# Problem details
Tally the lines in the listing below that include "Some". Answer with the count and nothing more.

# Records provided
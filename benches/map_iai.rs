use cuckoo_containers::CuckooHashMap;
use iai::black_box;

const OPS: usize = 1_000;

fn lcg(mut s: u64) -> impl Iterator<Item = u64> {
    std::iter::from_fn(move || {
        s = s.wrapping_mul(6364136223846793005).wrapping_add(1);
        Some(s)
    })
}

fn populated(seed: u64, n: usize) -> CuckooHashMap<i64, u64> {
    let mut m = CuckooHashMap::new();
    for (i, x) in lcg(seed).take(n).enumerate() {
        m.insert(x as i64, i as u64);
    }
    m
}

fn cuckoo_insert_1000_ops() -> CuckooHashMap<i64, u64> {
    let mut m = CuckooHashMap::new();
    for (i, x) in lcg(1).take(OPS).enumerate() {
        m.insert(black_box(x as i64), i as u64);
    }
    m
}

fn cuckoo_find_hit_1000_ops() -> u64 {
    let m = populated(7, OPS * 2);
    let mut acc = 0u64;
    for x in lcg(7).take(OPS) {
        if let Some(v) = m.find(&black_box(x as i64)) {
            acc = acc.wrapping_add(*v);
        }
    }
    acc
}

fn cuckoo_find_miss_1000_ops() -> usize {
    let m = populated(9, OPS);
    let mut hits = 0usize;
    for x in lcg(10).take(OPS) {
        hits += m.contains(&black_box((x as i64) ^ 1)) as usize;
    }
    hits
}

fn cuckoo_erase_1000_ops() -> CuckooHashMap<i64, u64> {
    let mut m = populated(11, OPS * 2);
    for x in lcg(11).take(OPS) {
        m.erase(&black_box(x as i64));
    }
    m
}

iai::main!(
    cuckoo_insert_1000_ops,
    cuckoo_find_hit_1000_ops,
    cuckoo_find_miss_1000_ops,
    cuckoo_erase_1000_ops
);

# Completed exercise
2